Existing sensor data fusion systems fail to create actionable data by correlating and fusing heterogeneous, partially heterogeneous, or homogeneous data sources in real-time, leading to excessive computational and storage requirements, and lack of sensor accuracy assurance.

Innovation Solution

A system and method for sensor data fusion that includes a computer processor with curation, link, fusion, inference, and validation engines to curate and link sensor data before storage, creating a unique dataset with mathematical associations and reduced power consumption.

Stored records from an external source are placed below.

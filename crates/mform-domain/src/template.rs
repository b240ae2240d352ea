//! Parsed note templates.

use std::fmt;

use serde::{Deserialize, Serialize};

/// One segment of a parsed template.
#[derive(Debug, Clone, PartialEq, Eq, Serialize, Deserialize)]
#[serde(tag = "tag", rename_all = "kebab-case")]
pub enum TemplateToken {
    Text {
        value: String,
    },
    Variable {
        value: String,
        #[serde(default, skip_serializing_if = "Option::is_none")]
        transformation: Option<Transformation>,
    },
    FrontmatterCommand {
        #[serde(default)]
        pick: Vec<String>,
        #[serde(default)]
        omit: Vec<String>,
    },
}

impl TemplateToken {
    pub fn text(value: impl Into<String>) -> Self {
        TemplateToken::Text {
            value: value.into(),
        }
    }

    pub fn variable(name: impl Into<String>) -> Self {
        TemplateToken::Variable {
            value: name.into(),
            transformation: None,
        }
    }

    pub fn frontmatter(pick: Vec<String>, omit: Vec<String>) -> Self {
        TemplateToken::FrontmatterCommand { pick, omit }
    }
}

/// String transformation applied to a variable when it is rendered.
#[derive(Debug, Clone, Copy, PartialEq, Eq, Serialize, Deserialize)]
#[serde(rename_all = "lowercase")]
pub enum Transformation {
    Upper,
    Lower,
    Trim,
}

impl Transformation {
    pub const ALL: [Transformation; 3] = [
        Transformation::Upper,
        Transformation::Lower,
        Transformation::Trim,
    ];

    pub fn as_str(self) -> &'static str {
        match self {
            Transformation::Upper => "upper",
            Transformation::Lower => "lower",
            Transformation::Trim => "trim",
        }
    }

    pub fn from_name(name: &str) -> Option<Self> {
        Self::ALL.into_iter().find(|item| item.as_str() == name)
    }

    pub fn apply(self, input: &str) -> String {
        match self {
            Transformation::Upper => input.to_uppercase(),
            Transformation::Lower => input.to_lowercase(),
            Transformation::Trim => input.trim().to_string(),
        }
    }
}

impl fmt::Display for Transformation {
    fn fmt(&self, f: &mut fmt::Formatter<'_>) -> fmt::Result {
        f.write_str(self.as_str())
    }
}

/// Ordered token list; immutable once parsed.
#[derive(Debug, Clone, Default, PartialEq, Eq, Serialize, Deserialize)]
#[serde(transparent)]
pub struct ParsedTemplate(Vec<TemplateToken>);

impl ParsedTemplate {
    pub fn new(tokens: Vec<TemplateToken>) -> Self {
        Self(tokens)
    }

    pub fn tokens(&self) -> &[TemplateToken] {
        &self.0
    }

    pub fn is_empty(&self) -> bool {
        self.0.is_empty()
    }

    pub fn len(&self) -> usize {
        self.0.len()
    }

    pub fn into_tokens(self) -> Vec<TemplateToken> {
        self.0
    }
}

impl From<Vec<TemplateToken>> for ParsedTemplate {
    fn from(tokens: Vec<TemplateToken>) -> Self {
        Self(tokens)
    }
}

impl<'a> IntoIterator for &'a ParsedTemplate {
    type Item = &'a TemplateToken;
    type IntoIter = std::slice::Iter<'a, TemplateToken>;

    fn into_iter(self) -> Self::IntoIter {
        self.0.iter()
    }
}

#[cfg(test)]
mod tests {
    use super::*;
    use serde_json::json;

    #[test]
    fn tokens_use_kebab_case_tags() {
        let template = ParsedTemplate::new(vec![
            TemplateToken::text("Hi "),
            TemplateToken::variable("name"),
            TemplateToken::frontmatter(vec!["name".into()], Vec::new()),
        ]);
        assert_eq!(
            serde_json::to_value(&template).unwrap(),
            json!([
                { "tag": "text", "value": "Hi " },
                { "tag": "variable", "value": "name" },
                { "tag": "frontmatter-command", "pick": ["name"], "omit": [] }
            ])
        );
    }

    #[test]
    fn transformations_apply() {
        assert_eq!(Transformation::Upper.apply("abc"), "ABC");
        assert_eq!(Transformation::Lower.apply("AbC"), "abc");
        assert_eq!(Transformation::Trim.apply("  x "), "x");
        assert_eq!(Transformation::from_name("shout"), None);
    }
}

Engineering Contradictions & Design Principles

VSEngineering Contradiction Analysis

1Speed

If sensor data is fused in real-time without pre-curation and linking, then data fusion speed is improved, but computational and storage requirements increase excessively

Engineering Contradiction:
Improvedata fusion speedVSAvoidcomputational and storage requirements
Core Design Contradiction:
SpeedVSQuantity of substance

Solution Approach 1:

The system performs preliminary curation and linking of sensor data before the actual fusion process. The curation engine pre-processes sensor data by categorizing it into properties and sub-properties, while the link engine pre-establishes mathematical associations between curated data points. This preliminary processing reduces the computational burden during real-time fusion operations.

Inventive Principle:
Principle #10Preliminary action

Solution Approach 2:

The data fusion system is divided into distinct functional modules: a curation engine for data categorization, a link engine for establishing associations, and a fusion engine for combining data. This segmentation allows each component to specialize in specific tasks, improving overall efficiency and reducing redundant computations during real-time operation.

Inventive Principle:
Principle #1Segmentation

2Device complexity

If heterogeneous sensor data is fused without mathematical validation, then data fusion complexity is reduced, but sensor accuracy assurance deteriorates

Engineering Contradiction:
Improvedata fusion complexityVSAvoidsensor accuracy
Core Design Contradiction:
Device complexityVSMeasurement precision

Solution Approach 1:

The validation engine continuously monitors and validates the mathematical associations between fused sensor data points. It verifies that the relationships established by the link engine maintain expected correlations and accuracy thresholds, providing feedback to ensure data quality without requiring complex manual validation procedures.

Inventive Principle:
Principle #23Feedback

Solution Approach 2:

The system dynamically adjusts validation thresholds and mathematical association parameters based on the specific sensor types and data characteristics being fused. This allows the system to maintain appropriate accuracy standards for different sensor combinations without using a single overly complex validation framework.

Inventive Principle:
Principle #35Parameter changes

Data Source

PatentUS20260044579A1Systems and methods of sensor data fusion
Publication Date: 2026.02.12 DIGITAL GLOBAL SYSTEMS INC
  • US20260044579A1 patent drawing
  • US20260044579A1 patent drawing
  • US20260044579A1 patent drawing

AI summary

Systems and methods of sensor data fusion including sensor data capture, curation, linking, fusion, inference, and validation. The systems and methods described herein reduce computational demand and processing time by curating data and calculating conditional entropy. The system is operable to fuse data from a plurality of sensor types. A computer processor optionally stores fused sensor data that the system validates above a mathematical threshold.